The crackdown, which will replace freedom of movement for EU citizens, will impose a minimum salary threshold of £25,600 for most workers seeking to enter the UK – with no exemptions for so-called low-skilled jobs, other than seasonal workers.
Mr Thomas-Symonds told BBC Radio 4’s Today programme: “What the government is proposing is not fair and it’s not in the national interest and that’s because they are deeming people who are low skilled to be unwelcome in this country.
“That isn’t an acceptable way to proceed. We see the clap for carers on a Thursday evening. It is wrong to then say on a Monday that you are unskilled, and that people with those skills are not welcome in this country.
“That’s why I’m asking the government to think again.

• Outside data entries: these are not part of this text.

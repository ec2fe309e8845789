//! Recommender configuration
//!
//! ## Configuration Resolution
//!
//! Config is loaded with a two-layer resolution:
//! 1. An explicit path, else the override in the data dir
//!    (~/.local/share/ledgertag/config.toml) when it exists
//! 2. Fall back to embedded defaults (compiled into binary)
//!
//! Environment variables (`LEDGERTAG_PRIMARY`, `LEDGERTAG_SUPPLEMENTARY`,
//! `LEDGERTAG_ALLOWED_TAGS`) are applied on top by the caller.

use std::fs;
use std::path::{Path, PathBuf};

use serde::Deserialize;

use crate::classifier::ClassifierParams;
use crate::error::{Error, Result};
use crate::tokenize::{default_synonyms, Synonym};

/// Embedded default config (compiled into binary)
const DEFAULT_CONFIG: &str = include_str!("../../../config/ledgertag.toml");

/// Largest `score_precision` that still rounds exactly in an f64
pub const MAX_SCORE_PRECISION: u32 = 15;

pub const ENV_PRIMARY: &str = "LEDGERTAG_PRIMARY";
pub const ENV_SUPPLEMENTARY: &str = "LEDGERTAG_SUPPLEMENTARY";
pub const ENV_ALLOWED_TAGS: &str = "LEDGERTAG_ALLOWED_TAGS";

#[derive(Debug, Clone, PartialEq)]
pub struct RecommenderConfig {
    /// Labeled training corpus (CSV file or directory of CSV sheets)
    pub primary: PathBuf,
    /// Optional already-tagged export merged into the corpus
    pub supplementary: Option<PathBuf>,
    /// Tags the engine may learn and suggest; empty means no filter
    pub allowed_tags: Vec<String>,
    pub top_k: usize,
    /// Decimal digits kept in returned scores
    pub score_precision: u32,
    pub classifier: ClassifierParams,
    pub synonyms: Vec<Synonym>,
    pub log_level: String,
}

impl Default for RecommenderConfig {
    fn default() -> Self {
        Self {
            primary: PathBuf::from("data/training"),
            supplementary: None,
            allowed_tags: Vec::new(),
            top_k: 3,
            score_precision: 4,
            classifier: ClassifierParams::default(),
            synonyms: default_synonyms(),
            log_level: "info".to_string(),
        }
    }
}

impl RecommenderConfig {
    /// Config for a primary source with everything else defaulted
    pub fn for_source(primary: impl Into<PathBuf>) -> Self {
        Self {
            primary: primary.into(),
            ..Default::default()
        }
    }

    pub fn with_supplementary(mut self, path: impl Into<PathBuf>) -> Self {
        self.supplementary = Some(path.into());
        self
    }

    pub fn with_allowed_tags<I, S>(mut self, tags: I) -> Self
    where
        I: IntoIterator<Item = S>,
        S: Into<String>,
    {
        self.allowed_tags = tags.into_iter().map(Into::into).collect();
        self
    }

    /// Load configuration (explicit path or override first, then default)
    pub fn load(path: Option<&Path>) -> Result<Self> {
        let override_path = path.map(Path::to_path_buf).or_else(default_config_path);

        let content = match override_path {
            Some(path) if path.exists() => fs::read_to_string(&path)
                .map_err(|e| Error::Config(format!("Failed to read config: {}", e)))?,
            _ => DEFAULT_CONFIG.to_string(),
        };

        parse_config(&content)
    }

    /// Apply overrides from a variable lookup (normally the process env)
    pub fn apply_overrides<F>(&mut self, lookup: F)
    where
        F: Fn(&str) -> Option<String>,
    {
        let non_empty = |key: &str| lookup(key).filter(|v| !v.trim().is_empty());

        if let Some(primary) = non_empty(ENV_PRIMARY) {
            self.primary = PathBuf::from(primary.trim());
        }
        if let Some(supplementary) = non_empty(ENV_SUPPLEMENTARY) {
            self.supplementary = Some(PathBuf::from(supplementary.trim()));
        }
        if let Some(tags) = non_empty(ENV_ALLOWED_TAGS) {
            self.allowed_tags = tags
                .split(',')
                .map(|s| s.trim().to_string())
                .filter(|s| !s.is_empty())
                .collect();
        }
    }

    pub fn apply_env(&mut self) {
        self.apply_overrides(|key| std::env::var(key).ok());
    }

    /// Configured sources, primary first
    pub fn sources(&self) -> Vec<&Path> {
        let mut sources = vec![self.primary.as_path()];
        if let Some(supplementary) = &self.supplementary {
            sources.push(supplementary.as_path());
        }
        sources
    }
}

/// Default config override path
pub fn default_config_path() -> Option<PathBuf> {
    dirs::data_local_dir().map(|d| d.join("ledgertag").join("config.toml"))
}

/// Raw config structure for TOML parsing
#[derive(Debug, Deserialize)]
struct RawConfig {
    sources: Option<RawSources>,
    tags: Option<RawTags>,
    recommend: Option<RawRecommend>,
    classifier: Option<RawClassifier>,
    logging: Option<RawLogging>,
    synonyms: Option<Vec<Synonym>>,
}

#[derive(Debug, Deserialize)]
struct RawSources {
    primary: Option<PathBuf>,
    supplementary: Option<PathBuf>,
}

#[derive(Debug, Deserialize)]
struct RawTags {
    allowed: Option<Vec<String>>,
}

#[derive(Debug, Deserialize)]
struct RawRecommend {
    top_k: Option<usize>,
    score_precision: Option<u32>,
}

#[derive(Debug, Deserialize)]
struct RawClassifier {
    enabled: Option<bool>,
    max_iter: Option<usize>,
    learning_rate: Option<f64>,
    l2: Option<f64>,
    tolerance: Option<f64>,
}

#[derive(Debug, Deserialize)]
struct RawLogging {
    level: Option<String>,
}

/// Parse config from TOML content
pub fn parse_config(content: &str) -> Result<RecommenderConfig> {
    let raw: RawConfig = toml::from_str(content)
        .map_err(|e| Error::Config(format!("Invalid config TOML: {}", e)))?;

    let mut config = RecommenderConfig::default();

    if let Some(sources) = raw.sources {
        if let Some(primary) = sources.primary {
            config.primary = primary;
        }
        config.supplementary = sources.supplementary;
    }

    if let Some(tags) = raw.tags {
        if let Some(allowed) = tags.allowed {
            config.allowed_tags = allowed
                .into_iter()
                .map(|t| t.trim().to_string())
                .filter(|t| !t.is_empty())
                .collect();
        }
    }

    if let Some(recommend) = raw.recommend {
        if let Some(top_k) = recommend.top_k {
            if top_k == 0 {
                return Err(Error::Config("recommend.top_k must be at least 1".into()));
            }
            config.top_k = top_k;
        }
        if let Some(precision) = recommend.score_precision {
            if precision > MAX_SCORE_PRECISION {
                return Err(Error::Config(format!(
                    "recommend.score_precision must be at most {}",
                    MAX_SCORE_PRECISION
                )));
            }
            config.score_precision = precision;
        }
    }

    if let Some(classifier) = raw.classifier {
        if let Some(enabled) = classifier.enabled {
            config.classifier.enabled = enabled;
        }
        if let Some(max_iter) = classifier.max_iter {
            config.classifier.max_iter = max_iter;
        }
        if let Some(lr) = classifier.learning_rate {
            if !(lr > 0.0 && lr.is_finite()) {
                return Err(Error::Config(
                    "classifier.learning_rate must be positive".into(),
                ));
            }
            config.classifier.learning_rate = lr;
        }
        if let Some(l2) = classifier.l2 {
            config.classifier.l2 = l2;
        }
        if let Some(tolerance) = classifier.tolerance {
            config.classifier.tolerance = tolerance;
        }
    }

    if let Some(logging) = raw.logging {
        if let Some(level) = logging.level {
            config.log_level = level;
        }
    }

    if let Some(synonyms) = raw.synonyms {
        config.synonyms = synonyms;
    }

    Ok(config)
}

#[cfg(test)]
mod tests {
    use super::*;
    use std::collections::HashMap;
    use tempfile::TempDir;

    #[test]
    fn test_parse_default_config() {
        let config = parse_config(DEFAULT_CONFIG).unwrap();
        assert_eq!(config.primary, PathBuf::from("data/training"));
        assert_eq!(config.supplementary, None);
        assert!(config.allowed_tags.is_empty());
        assert_eq!(config.top_k, 3);
        assert_eq!(config.score_precision, 4);
        assert!(config.classifier.enabled);
        assert_eq!(config.synonyms, default_synonyms());
    }

    #[test]
    fn test_parse_partial_config() {
        let config = parse_config(
            r#"
            [sources]
            primary = "static/category_test_set.csv"
            supplementary = "bank.csv"

            [tags]
            allowed = ["8700;Koffie", " 4500;Huur gebouw ", ""]

            [classifier]
            enabled = false
            "#,
        )
        .unwrap();

        assert_eq!(config.primary, PathBuf::from("static/category_test_set.csv"));
        assert_eq!(config.supplementary, Some(PathBuf::from("bank.csv")));
        assert_eq!(config.allowed_tags, vec!["8700;Koffie", "4500;Huur gebouw"]);
        assert!(!config.classifier.enabled);
        assert_eq!(config.classifier.max_iter, 300);
        assert_eq!(config.sources().len(), 2);
    }

    #[test]
    fn test_synonyms_replace_defaults() {
        let config = parse_config(
            r#"
            [[synonyms]]
            trigger = "koffie"
            canonical = "drinks"
            "#,
        )
        .unwrap();
        assert_eq!(config.synonyms, vec![Synonym::new("koffie", "drinks")]);
    }

    #[test]
    fn test_invalid_config() {
        assert!(matches!(parse_config("[sources"), Err(Error::Config(_))));
        assert!(matches!(
            parse_config("[recommend]\ntop_k = 0"),
            Err(Error::Config(_))
        ));
        assert!(matches!(
            parse_config("[classifier]\nlearning_rate = -1.0"),
            Err(Error::Config(_))
        ));
        assert!(matches!(
            parse_config("[recommend]\nscore_precision = 400"),
            Err(Error::Config(_))
        ));
        assert_eq!(
            parse_config("[recommend]\nscore_precision = 15")
                .unwrap()
                .score_precision,
            15
        );
    }

    #[test]
    fn test_load_explicit_path() {
        let dir = TempDir::new().unwrap();
        let path = dir.path().join("config.toml");
        fs::write(&path, "[recommend]\ntop_k = 5\n").unwrap();

        let config = RecommenderConfig::load(Some(&path)).unwrap();
        assert_eq!(config.top_k, 5);
    }

    #[test]
    fn test_load_missing_path_uses_default() {
        let dir = TempDir::new().unwrap();
        let config = RecommenderConfig::load(Some(&dir.path().join("nope.toml"))).unwrap();
        assert_eq!(config.top_k, 3);
    }

    #[test]
    fn test_apply_overrides() {
        let vars: HashMap<&str, &str> = [
            (ENV_PRIMARY, " /srv/training.csv "),
            (ENV_ALLOWED_TAGS, "Koffie, Huur,,"),
            (ENV_SUPPLEMENTARY, ""),
        ]
        .into_iter()
        .collect();

        let mut config = RecommenderConfig::default();
        config.apply_overrides(|key| vars.get(key).map(|v| v.to_string()));

        assert_eq!(config.primary, PathBuf::from("/srv/training.csv"));
        assert_eq!(config.allowed_tags, vec!["Koffie", "Huur"]);
        assert_eq!(config.supplementary, None);
    }

    #[test]
    fn test_builder_helpers() {
        let config = RecommenderConfig::for_source("a.csv")
            .with_supplementary("b.csv")
            .with_allowed_tags(["Koffie"]);
        assert_eq!(config.sources(), vec![Path::new("a.csv"), Path::new("b.csv")]);
        assert_eq!(config.allowed_tags, vec!["Koffie"]);
    }
}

We can’t support an immigration bill today that is a threat to our health and health and social care sector.”
Mr Thomas-Symonds said it was wrong to measure people’s contribution to society by salary, and pointed to how care workers, shop staff and refuse collectors who have played a critical role in the coronavirus crisis would be deemed “low-skilled” under government plans.
He also criticised Ms Patel’s refusal to waive the £624 immigration health surcharge for foreign healthcare workers, saying: “I think that it is totally unfair on the one hand to be saying thank you to those foreign-born workers we have in our NHS and then charging them for actually using it.”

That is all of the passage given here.